No Brasil, esse desafio se mostra estratégico para a elaboração de políticas públicas, e o Ministério do Meio Ambiente tem recebido atenção inédita da mídia e vários setores da sociedade civil. O meio ambiente foi uma pauta constante nas conferências e oficinas do II Fórum Mundial de Educação e III Fórum Social Mundial, tendo a Ministra Marina Silva recebido atenção especial de pensadores da ecologia como Fritjof Capra e Leonardo Boff.
Em entrevista exclusiva concedida à Rádio da Universidade Federal do Rio Grande do Sul e à EcoAgência, durante as atividades do Fórum Social Mundial, o Secretário do Desenvolvimento Sustentável do MInistério do Meio Ambiente, Gilney Viana, fala dos desafios para a pasta do meio ambiente e da participação da sociedade civil organizada nas ações do Ministério.
Repórter — Como o Ministério do Meio Ambiente pretende se articular para receber as propostas e demandas da sociedade civil?

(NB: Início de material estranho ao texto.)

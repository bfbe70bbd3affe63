//! Diagnostics modules and the registry dispatching identifiers to them.

pub mod build;
pub mod cpu;
pub mod device;
pub mod display;
pub mod health;
pub mod input;
pub mod storage;
pub mod system_properties;
pub mod thermal;

use crate::Result;
use crate::error::{ResolveError, ResolveResult};
use crate::platform::{Permission, PermissionGate, PermissionState, Platform};
use crate::resource::{Identifier, Item, Resource, Screen, Text, Value};

use anyhow::bail;
use std::collections::{BTreeSet, HashMap};
use std::sync::Arc;

pub use build::BuildModule;
pub use cpu::CpuModule;
pub use device::DeviceModule;
pub use display::DisplayModule;
pub use health::HealthModule;
pub use input::InputModule;
pub use storage::StorageModule;
pub use system_properties::SystemPropertiesModule;
pub use thermal::ThermalModule;

/// A provider of one top-level diagnostics category.
pub trait Module: Send + Sync {
    fn id(&self) -> &str;

    fn name(&self) -> Text;

    fn description(&self) -> Text;

    fn required_permissions(&self) -> &[Permission] {
        &[]
    }

    /// Resolve an identifier whose module is this one.
    fn resolve(&self, identifier: &Identifier) -> ResolveResult<Resource>;
}

/// The built-in modules.
pub enum ModuleKind {
    Build(BuildModule),
    Cpu(CpuModule),
    Device(DeviceModule),
    Display(DisplayModule),
    Health(HealthModule),
    Input(InputModule),
    Storage(StorageModule),
    SystemProperties(SystemPropertiesModule),
    Thermal(ThermalModule),
}

impl ModuleKind {
    /// Every built-in module, reading from `platform`.
    pub fn catalog(platform: Arc<Platform>) -> Vec<ModuleKind> {
        vec![
            ModuleKind::Build(BuildModule::new(platform.clone())),
            ModuleKind::Cpu(CpuModule::new(platform.clone())),
            ModuleKind::Device(DeviceModule::new(platform.clone())),
            ModuleKind::Display(DisplayModule::new(platform.clone())),
            ModuleKind::Health(HealthModule::new(platform.clone())),
            ModuleKind::Input(InputModule::new(platform.clone())),
            ModuleKind::Storage(StorageModule::new(platform.clone())),
            ModuleKind::SystemProperties(SystemPropertiesModule::new(platform.clone())),
            ModuleKind::Thermal(ThermalModule::new(platform)),
        ]
    }

    fn inner(&self) -> &dyn Module {
        match self {
            ModuleKind::Build(m) => m,
            ModuleKind::Cpu(m) => m,
            ModuleKind::Device(m) => m,
            ModuleKind::Display(m) => m,
            ModuleKind::Health(m) => m,
            ModuleKind::Input(m) => m,
            ModuleKind::Storage(m) => m,
            ModuleKind::SystemProperties(m) => m,
            ModuleKind::Thermal(m) => m,
        }
    }
}

impl Module for ModuleKind {
    fn id(&self) -> &str {
        self.inner().id()
    }

    fn name(&self) -> Text {
        self.inner().name()
    }

    fn description(&self) -> Text {
        self.inner().description()
    }

    fn required_permissions(&self) -> &[Permission] {
        self.inner().required_permissions()
    }

    fn resolve(&self, identifier: &Identifier) -> ResolveResult<Resource> {
        self.inner().resolve(identifier)
    }
}

/// Dispatches identifiers to modules and serves the root screen.
pub struct Registry<M: Module = ModuleKind> {
    modules: Vec<M>,
    by_id: HashMap<String, usize>,
    gate: Box<dyn PermissionGate>,
    root_screen: Screen,
}

impl<M: Module> Registry<M> {
    /// Fails when two modules share an id.
    pub fn new(modules: Vec<M>, gate: Box<dyn PermissionGate>) -> Result<Self> {
        let mut by_id = HashMap::new();
        for (idx, module) in modules.iter().enumerate() {
            if by_id.insert(module.id().to_string(), idx).is_some() {
                bail!("duplicate module id: {}", module.id());
            }
        }

        let root_screen = Screen::item_list(
            Identifier::ROOT,
            Text::key("app_name"),
            modules
                .iter()
                .map(|module| {
                    Item::new(module.id(), module.name())
                        .value(Value::text(module.description()))
                        .navigate_to(Identifier::module_root(module.id()))
                })
                .collect(),
        );

        Ok(Self {
            modules,
            by_id,
            gate,
            root_screen,
        })
    }

    pub fn modules(&self) -> &[M] {
        &self.modules
    }

    pub fn module(&self, id: &str) -> Option<&M> {
        self.by_id.get(id).map(|&idx| &self.modules[idx])
    }

    /// Permissions needed to resolve the given identifier.
    pub fn required_permissions(&self, identifier: &Identifier) -> ResolveResult<&[Permission]> {
        match &identifier.module {
            None => Ok(&[]),
            Some(id) => self
                .module(id)
                .map(|m| m.required_permissions())
                .ok_or(ResolveError::NotFound),
        }
    }

    pub fn all_required_permissions(&self) -> BTreeSet<Permission> {
        self.modules
            .iter()
            .flat_map(|m| m.required_permissions().iter().copied())
            .collect()
    }

    pub fn denied_permissions(&self) -> Vec<Permission> {
        self.all_required_permissions()
            .into_iter()
            .filter(|p| self.gate.state(*p) == PermissionState::Denied)
            .collect()
    }

    pub fn resolve(&self, identifier: &Identifier) -> ResolveResult<Resource> {
        let Some(id) = &identifier.module else {
            return Ok(self.root_screen.clone().into());
        };
        let module = self.module(id).ok_or(ResolveError::NotFound)?;

        for permission in module.required_permissions() {
            if self.gate.state(*permission) == PermissionState::Denied {
                return Err(ResolveError::PermissionDenied(*permission));
            }
        }

        module.resolve(identifier)
    }
}

/// Path segment at `idx`, `None` past the end.
pub(crate) fn segment(identifier: &Identifier, idx: usize) -> Option<&str> {
    identifier.path.get(idx).map(String::as_str)
}

#[cfg(test)]
pub(crate) mod testing {
    //! Fixture platform roots for module tests.

    use super::*;
    use crate::platform::PropertySource;
    use std::path::Path;

    pub fn write(root: &Path, device_path: &str, content: &str) {
        let path = root.join(device_path.trim_start_matches('/'));
        std::fs::create_dir_all(path.parent().unwrap()).unwrap();
        std::fs::write(path, content).unwrap();
    }

    pub fn platform(root: &Path) -> Arc<Platform> {
        Arc::new(Platform::new(
            root,
            PropertySource {
                getprop: None,
                files: vec!["/system/build.prop".into()],
            },
        ))
    }

    pub fn screen(resource: Resource) -> Screen {
        match resource {
            Resource::Screen(screen) => screen,
        }
    }

    /// Rendered value of the first item named `name`, cards included.
    pub fn shown(screen: &Screen, name: &str) -> Option<String> {
        use crate::resource::ScreenKind;
        let items: Vec<&Item> = match &screen.kind {
            ScreenKind::ItemList(items) | ScreenKind::Dialog(items) => items.iter().collect(),
            ScreenKind::CardList(cards) => cards.iter().flat_map(|c| c.items.iter()).collect(),
        };
        items
            .into_iter()
            .find(|i| i.name == name)
            .and_then(|i| i.value.as_ref())
            .map(Value::display)
    }
}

Gilney Viana — Olha, a Secretaria de Desenvolvimento Sustentável é o locus privilegiado para fazer o diálogo sobre o planejamento estratégico de governo que é configurado no PPA, que é o Plano Plurianual de 2004 a 2007. Dele decorrem as estratégias, as metas, os programas para se constituir os orçamentos anuais. É decisão da Ministra Marina Silva, de toda sua equipe, de que nós vamos fazer do PPA um Orçamento Participativo no Ministério, e acho que isso também vai ocorrer progressivamente em todo o Governo Lula. É claro que tivemos algumas dificuldades, mas nós fizemos algumas reuniões aqui no Fórum, e a partir da articulação com as redes representativas das dezenas, milhares de ONGs, talvez nós estejamos dando o primeiro passo de uma participação organizada da sociedade no destino da economia do país.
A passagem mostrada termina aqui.